[Work task] Output each record exactly, with nothing omitted.

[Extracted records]
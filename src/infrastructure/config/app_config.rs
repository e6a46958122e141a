//! Application configuration.

use std::path::PathBuf;
use std::time::Duration;

use serde::{Deserialize, Serialize};

use super::args::CliArgs;
use crate::domain::entities::CachingPolicy;
use crate::infrastructure::image::{DEFAULT_USER_AGENT, HttpFetcherConfig};

/// Log level configuration.
#[derive(Debug, Clone, Copy, Default, PartialEq, Eq, Serialize, Deserialize, clap::ValueEnum)]
#[serde(rename_all = "lowercase")]
pub enum LogLevel {
    /// Trace level.
    Trace,
    /// Debug level.
    Debug,
    /// Info level.
    #[default]
    Info,
    /// Warning level.
    Warn,
    /// Error level.
    Error,
}

impl std::fmt::Display for LogLevel {
    fn fmt(&self, f: &mut std::fmt::Formatter<'_>) -> std::fmt::Result {
        match self {
            Self::Trace => write!(f, "trace"),
            Self::Debug => write!(f, "debug"),
            Self::Info => write!(f, "info"),
            Self::Warn => write!(f, "warn"),
            Self::Error => write!(f, "error"),
        }
    }
}

/// Application configuration, read from `config.toml` and overridden by CLI
/// arguments.
#[derive(Debug, Clone, Serialize, Deserialize)]
pub struct AppConfig {
    /// Log file path. Logs go to stderr when unset.
    #[serde(skip)]
    pub log_path: Option<PathBuf>,

    /// Log verbosity level.
    #[serde(default)]
    pub log_level: LogLevel,

    /// Caching policy applied to fetches.
    #[serde(default)]
    pub caching_policy: CachingPolicy,

    /// Network configuration.
    #[serde(default)]
    pub network: NetworkConfig,
}

/// Network configuration.
#[derive(Debug, Clone, Serialize, Deserialize)]
pub struct NetworkConfig {
    /// Request timeout in seconds. Unset keeps the transport default.
    #[serde(default, skip_serializing_if = "Option::is_none")]
    pub timeout_secs: Option<u64>,

    /// `User-Agent` header sent with image requests.
    #[serde(default = "default_user_agent")]
    pub user_agent: String,
}

fn default_user_agent() -> String {
    DEFAULT_USER_AGENT.to_string()
}

impl Default for NetworkConfig {
    fn default() -> Self {
        Self {
            timeout_secs: None,
            user_agent: default_user_agent(),
        }
    }
}

impl NetworkConfig {
    /// Builds the HTTP fetcher configuration.
    #[must_use]
    pub fn to_fetcher_config(&self) -> HttpFetcherConfig {
        HttpFetcherConfig {
            user_agent: self.user_agent.clone(),
            timeout: self.timeout_secs.map(Duration::from_secs),
        }
    }
}

impl AppConfig {
    /// Merges CLI arguments into the configuration.
    pub fn merge_with_args(&mut self, args: &CliArgs) {
        if let Some(log_path) = &args.log_path {
            self.log_path = Some(log_path.clone());
        }
        if let Some(log_level) = args.log_level {
            self.log_level = log_level;
        }
        if let Some(policy) = args.policy {
            self.caching_policy = policy;
        }
        if let Some(timeout_secs) = args.timeout_secs {
            self.network.timeout_secs = Some(timeout_secs);
        }
        if let Some(user_agent) = &args.user_agent {
            self.network.user_agent.clone_from(user_agent);
        }
    }
}

impl Default for AppConfig {
    fn default() -> Self {
        Self {
            log_path: None,
            log_level: LogLevel::Info,
            caching_policy: CachingPolicy::default(),
            network: NetworkConfig::default(),
        }
    }
}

[Response to this exercise]
filename src/infrastructure/config/app_config.rs
repository e6a46958122e141a
//! Application configuration.

use std::path::PathBuf;
use std::time::Duration;

use serde::{Deserialize, Serialize};

use super::args::CliArgs;
use crate::domain::entities::CachingPolicy;
use crate::infrastructure::image::{DEFAULT_USER_AGENT, HttpFetcherConfig};

/// Log level configuration.
#[derive(Debug, Clone, Copy, Default, PartialEq, Eq, Serialize, Deserialize, clap::ValueEnum)]
#[serde(rename_all = "lowercase")]
pub enum LogLevel {
    /// Trace level.
    Trace,
    /// Debug level.
    Debug,
    /// Info level.
    #[default]
    Info,
    /// Warning level.
    Warn,
    /// Error level.
    Error,
}

impl std::fmt::Display for LogLevel {
    fn fmt(&self, f: &mut std::fmt::Formatter<'_>) -> std::fmt::Result {
        match self {
            Self::Trace => write!(f, "trace"),
            Self::Debug => write!(f, "debug"),
            Self::Info => write!(f, "info"),
            Self::Warn => write!(f, "warn"),
            Self::Error => write!(f, "error"),
        }
    }
}

/// Application configuration, read from `config.toml` and overridden by CLI
/// arguments.
#[derive(Debug, Clone, Serialize, Deserialize)]
pub struct AppConfig {
    /// Log file path. Logs go to stderr when unset.
    #[serde(skip)]
    pub log_path: Option<PathBuf>,

    /// Log verbosity level.
    #[serde(default)]
    pub log_level: LogLevel,

    /// Caching policy applied to fetches.
    #[serde(default)]
    pub caching_policy: CachingPolicy,

    /// Network configuration.
    #[serde(default)]
    pub network: NetworkConfig,
}

/// Network configuration.
#[derive(Debug, Clone, Serialize, Deserialize)]
pub struct NetworkConfig {
    /// Request timeout in seconds. Unset keeps the transport default.
    #[serde(default, skip_serializing_if = "Option::is_none")]
    pub timeout_secs: Option<u64>,

    /// `User-Agent` header sent with image requests.
    #[serde(default = "default_user_agent")]
    pub user_agent: String,
}

fn default_user_agent() -> String {
    DEFAULT_USER_AGENT.to_string()
}

impl Default for NetworkConfig {
    fn default() -> Self {
        Self {
            timeout_secs: None,
            user_agent: default_user_agent(),
        }
    }
}

impl NetworkConfig {
    /// Builds the HTTP fetcher configuration.
    #[must_use]
    pub fn to_fetcher_config(&self) -> HttpFetcherConfig {
        HttpFetcherConfig {
            user_agent: self.user_agent.clone(),
            timeout: self.timeout_secs.map(Duration::from_secs),
        }
    }
}

impl AppConfig {
    /// Merges CLI arguments into the configuration.
    pub fn merge_with_args(&mut self, args: &CliArgs) {
        if let Some(log_path) = &args.log_path {
            self.log_path = Some(log_path.clone());
        }
        if let Some(log_level) = args.log_level {
            self.log_level = log_level;
        }
        if let Some(policy) = args.policy {
            self.caching_policy = policy;
        }
        if let Some(timeout_secs) = args.timeout_secs {
            self.network.timeout_secs = Some(timeout_secs);
        }
        if let Some(user_agent) = &args.user_agent {
            self.network.user_agent.clone_from(user_agent);
        }
    }
}

impl Default for AppConfig {
    fn default() -> Self {
        Self {
            log_path: None,
            log_level: LogLevel::Info,
            caching_policy: CachingPolicy::default(),
            network: NetworkConfig::default(),
        }
    }
}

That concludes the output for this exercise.